I was still a young columnist then, still finding my way, and every week I would write a column filled with lists. The lists could be of anything: "Five rules baseball should change" or "Four reasons why the Masters is better than the U.S. Open" or "Six teams that should change their nicknames." It was a gimmick, filler, but it seemed to me a relatively inoffensive thing. Watson was offended. He called me at the office. Best I remember I had never had a complete conversation with him before.
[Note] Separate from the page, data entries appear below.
//! Frontier-driven traversals shared by both graph types.
//!
//! Every traversal here manages its frontier explicitly instead of recursing,
//! and every batch of newly discovered neighbours is sorted ascending before it
//! is pushed. With a LIFO [`Stack`] the smallest neighbour is therefore expanded
//! first (depth-first order); with a FIFO [`Queue`] neighbours are dequeued
//! smallest first within each batch (breadth-first order). This makes the
//! visit order a pure function of the graph contents.
//!
//! The traversal is exposed as a lazy iterator ([`Dfs`] / [`Bfs`]). A node's
//! neighbours are only expanded when the iterator is advanced past it, so
//! stopping at a target vertex never looks beyond it.

use std::collections::{HashMap, HashSet, VecDeque};
use std::hash::Hash;

/// Read-only adjacency view that the traversals operate on.
pub trait Neighborhood {
    /// Vertex identifier. `Ord` drives the deterministic visit order.
    type Node: Clone + Eq + Hash + Ord;

    /// Returns `true` if `node` is a vertex of the graph.
    fn contains(&self, node: &Self::Node) -> bool;

    /// Appends the neighbours of `node` to `out`, in any order.
    ///
    /// Appends nothing when `node` is not a vertex.
    fn neighbors_into(&self, node: &Self::Node, out: &mut Vec<Self::Node>);
}

/// Pending-vertex collection that decides the traversal discipline.
pub trait Frontier<N>: Default {
    /// Pushes a batch sorted ascending, draining `batch`.
    fn push_sorted(&mut self, batch: &mut Vec<N>);

    /// Removes the next vertex to visit.
    fn pop(&mut self) -> Option<N>;

    /// Returns `true` if `node` is currently pending.
    fn contains(&self, node: &N) -> bool
    where
        N: PartialEq;

    /// Removes every pending vertex.
    fn clear(&mut self);
}

/// Last-in-first-out frontier.
#[derive(Debug, Clone)]
pub struct Stack<N>(Vec<N>);

impl<N> Default for Stack<N> {
    fn default() -> Self {
        Self(Vec::new())
    }
}

impl<N> Frontier<N> for Stack<N> {
    fn push_sorted(&mut self, batch: &mut Vec<N>) {
        // Reverse so the smallest ends up on top.
        self.0.extend(batch.drain(..).rev());
    }

    #[inline]
    fn pop(&mut self) -> Option<N> {
        self.0.pop()
    }

    fn contains(&self, node: &N) -> bool
    where
        N: PartialEq,
    {
        self.0.contains(node)
    }

    fn clear(&mut self) {
        self.0.clear();
    }
}

/// First-in-first-out frontier.
#[derive(Debug, Clone)]
pub struct Queue<N>(VecDeque<N>);

impl<N> Default for Queue<N> {
    fn default() -> Self {
        Self(VecDeque::new())
    }
}

impl<N> Frontier<N> for Queue<N> {
    fn push_sorted(&mut self, batch: &mut Vec<N>) {
        self.0.extend(batch.drain(..));
    }

    #[inline]
    fn pop(&mut self) -> Option<N> {
        self.0.pop_front()
    }

    fn contains(&self, node: &N) -> bool
    where
        N: PartialEq,
    {
        self.0.contains(node)
    }

    fn clear(&mut self) {
        self.0.clear();
    }
}

/// Lazy, deterministic traversal over a [`Neighborhood`].
///
/// Yields each reachable vertex exactly once. The start vertex is yielded
/// first; an unknown start yields nothing.
pub struct Traversal<'g, G: Neighborhood, F> {
    graph: &'g G,
    frontier: F,
    visited: HashSet<G::Node>,
    /// Last yielded vertex, expanded on the next call to `next`.
    pending: Option<G::Node>,
    batch: Vec<G::Node>,
}

/// Depth-first traversal.
pub type Dfs<'g, G> = Traversal<'g, G, Stack<<G as Neighborhood>::Node>>;

/// Breadth-first traversal.
pub type Bfs<'g, G> = Traversal<'g, G, Queue<<G as Neighborhood>::Node>>;

impl<'g, G, F> Traversal<'g, G, F>
where
    G: Neighborhood,
    F: Frontier<G::Node>,
{
    /// Creates a traversal rooted at `start`.
    pub fn new(graph: &'g G, start: G::Node) -> Self {
        let mut frontier = F::default();
        if graph.contains(&start) {
            frontier.push_sorted(&mut vec![start]);
        }
        Self {
            graph,
            frontier,
            visited: HashSet::new(),
            pending: None,
            batch: Vec::new(),
        }
    }

    fn expand(&mut self, node: &G::Node) {
        self.graph.neighbors_into(node, &mut self.batch);
        let visited = &self.visited;
        self.batch.retain(|n| !visited.contains(n));
        self.batch.sort_unstable();
        self.frontier.push_sorted(&mut self.batch);
    }
}

impl<'g, G, F> Iterator for Traversal<'g, G, F>
where
    G: Neighborhood,
    F: Frontier<G::Node>,
{
    type Item = G::Node;

    fn next(&mut self) -> Option<Self::Item> {
        if let Some(prev) = self.pending.take() {
            self.expand(&prev);
        }

        loop {
            let node = self.frontier.pop()?;
            if self.visited.insert(node.clone()) {
                self.pending = Some(node.clone());
                return Some(node);
            }
        }
    }
}

/// Collects a traversal, stopping right after `end` is yielded.
///
/// When `end` is `None` or never reached the whole traversal is collected.
pub fn collect_until<N, I>(traversal: I, end: Option<&N>) -> Vec<N>
where
    N: PartialEq,
    I: IntoIterator<Item = N>,
{
    let mut out = Vec::new();
    for node in traversal {
        let reached = end == Some(&node);
        out.push(node);
        if reached {
            break;
        }
    }
    out
}

/// Frontier-membership cycle probe.
///
/// For each root (with fresh state per root) a stack traversal pops a vertex,
/// pushes all of its neighbours if it was not yet visited, and reports a cycle
/// when the popped vertex is still present in the stack afterwards. On
/// undirected adjacency this flags exactly the graphs that contain a cycle;
/// on directed adjacency it is order-sensitive and can disagree with
/// [`has_directed_cycle`].
pub fn frontier_probe_has_cycle<G, R>(graph: &G, roots: R) -> bool
where
    G: Neighborhood,
    R: IntoIterator<Item = G::Node>,
{
    let mut visited = HashSet::new();
    let mut stack = Stack::default();
    let mut batch = Vec::new();

    for root in roots {
        visited.clear();
        stack.clear();
        stack.push_sorted(&mut vec![root]);

        while let Some(node) = stack.pop() {
            if visited.insert(node.clone()) {
                graph.neighbors_into(&node, &mut batch);
                batch.sort_unstable();
                stack.push_sorted(&mut batch);
            }
            if stack.contains(&node) {
                return true;
            }
        }
    }
    false
}

#[derive(Clone, Copy, PartialEq, Eq)]
enum Mark {
    OnPath,
    Done,
}

/// Three-colour directed cycle detection.
///
/// Returns `true` iff following edges from some root reaches a vertex that is
/// still on the current DFS path.
pub fn has_directed_cycle<G, R>(graph: &G, roots: R) -> bool
where
    G: Neighborhood,
    R: IntoIterator<Item = G::Node>,
{
    let mut marks: HashMap<G::Node, Mark> = HashMap::new();
    // Stack of (vertex, neighbours still to explore).
    let mut stack: Vec<(G::Node, Vec<G::Node>)> = Vec::new();

    for root in roots {
        if marks.contains_key(&root) || !graph.contains(&root) {
            continue;
        }
        let mut nbrs = Vec::new();
        graph.neighbors_into(&root, &mut nbrs);
        marks.insert(root.clone(), Mark::OnPath);
        stack.push((root, nbrs));

        loop {
            let step = match stack.last_mut() {
                None => break,
                Some((node, pending)) => pending.pop().ok_or_else(|| node.clone()),
            };

            match step {
                Ok(next) => match marks.get(&next) {
                    Some(Mark::OnPath) => return true,
                    Some(Mark::Done) => {}
                    None => {
                        let mut nbrs = Vec::new();
                        graph.neighbors_into(&next, &mut nbrs);
                        marks.insert(next.clone(), Mark::OnPath);
                        stack.push((next, nbrs));
                    }
                },
                Err(finished) => {
                    marks.insert(finished, Mark::Done);
                    stack.pop();
                }
            }
        }
    }
    false
}

/// Groups the vertices into connected components by flood fill.
///
/// Roots are tried in the given order; each root not yet covered by an
/// earlier component starts a new one. Component members are listed in
/// depth-first order from their root. Meaningful for symmetric adjacency.
pub fn connected_components<G, R>(graph: &G, roots: R) -> Vec<Vec<G::Node>>
where
    G: Neighborhood,
    R: IntoIterator<Item = G::Node>,
{
    let mut covered = HashSet::new();
    let mut components = Vec::new();

    for root in roots {
        if covered.contains(&root) || !graph.contains(&root) {
            continue;
        }
        let component: Vec<_> = Dfs::new(graph, root).collect();
        covered.extend(component.iter().cloned());
        components.push(component);
    }
    components
}

#[cfg(test)]
mod tests {
    use super::*;

    /// Plain adjacency lists indexed by vertex.
    struct Lists(Vec<Vec<usize>>);

    impl Neighborhood for Lists {
        type Node = usize;

        fn contains(&self, node: &usize) -> bool {
            *node < self.0.len()
        }

        fn neighbors_into(&self, node: &usize, out: &mut Vec<usize>) {
            if let Some(nbrs) = self.0.get(*node) {
                out.extend_from_slice(nbrs);
            }
        }
    }

    #[test]
    fn dfs_expands_smallest_neighbor_first() {
        // Neighbour lists deliberately unsorted.
        let g = Lists(vec![vec![2, 1], vec![3], vec![3], vec![]]);
        let order: Vec<_> = Dfs::new(&g, 0).collect();
        assert_eq!(order, vec![0, 1, 3, 2]);
    }

    #[test]
    fn bfs_visits_level_by_level() {
        let g = Lists(vec![vec![2, 1], vec![3], vec![3], vec![]]);
        let order: Vec<_> = Bfs::new(&g, 0).collect();
        assert_eq!(order, vec![0, 1, 2, 3]);
    }

    #[test]
    fn unknown_start_yields_nothing() {
        let g = Lists(vec![vec![]]);
        assert_eq!(Dfs::new(&g, 5).count(), 0);
        assert_eq!(Bfs::new(&g, 5).count(), 0);
    }

    #[test]
    fn collect_until_stops_after_end() {
        let g = Lists(vec![vec![1, 2], vec![], vec![]]);
        assert_eq!(collect_until(Dfs::new(&g, 0), Some(&1)), vec![0, 1]);
        assert_eq!(collect_until(Dfs::new(&g, 0), Some(&9)), vec![0, 1, 2]);
        assert_eq!(collect_until(Dfs::new(&g, 0), None), vec![0, 1, 2]);
    }

    #[test]
    fn directed_cycle_detection() {
        let dag = Lists(vec![vec![1, 2], vec![2], vec![]]);
        assert!(!has_directed_cycle(&dag, 0..3));

        let cyclic = Lists(vec![vec![1], vec![2], vec![0]]);
        assert!(has_directed_cycle(&cyclic, 0..3));
    }

    #[test]
    fn probe_on_symmetric_lists() {
        let path = Lists(vec![vec![1], vec![0, 2], vec![1]]);
        assert!(!frontier_probe_has_cycle(&path, 0..3));

        let triangle = Lists(vec![vec![1, 2], vec![0, 2], vec![0, 1]]);
        assert!(frontier_probe_has_cycle(&triangle, 0..3));
    }

    #[test]
    fn components_cover_every_vertex_once() {
        let g = Lists(vec![vec![1], vec![0], vec![], vec![4], vec![3]]);
        let comps = connected_components(&g, 0..5);
        assert_eq!(comps, vec![vec![0, 1], vec![2], vec![3, 4]]);
    }
}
"This is Tom Watson," he said. "Let me ask you a question. What do you want to be?" "I''m sorry?" "What do you want to be?" he repeated. At this point, I stammered something. "Do you want to be great?" he asked, piercing my pauses. "Do you want to be thought of the way the greatest sportswriters are thought of, the way people think about Red Smith and Jim Murray and Frank Deford? Do you want to be loved like they are loved? I think it''s a question you need to ask yourself. Why do you do what you do? What''s it all about? Do you want to be great? Not enough people ask themselves that question. It''s the most important question.


It''s the only question." And then he asked me again, "So, do you want to be great?" There was Watson''s question. Ask yourself: Why am I here? "Yeah," I mumbled. "Yeah, I mean, sure, I want to be great." "Then stop writing those damned list columns." And he said good-bye and hung up the phone.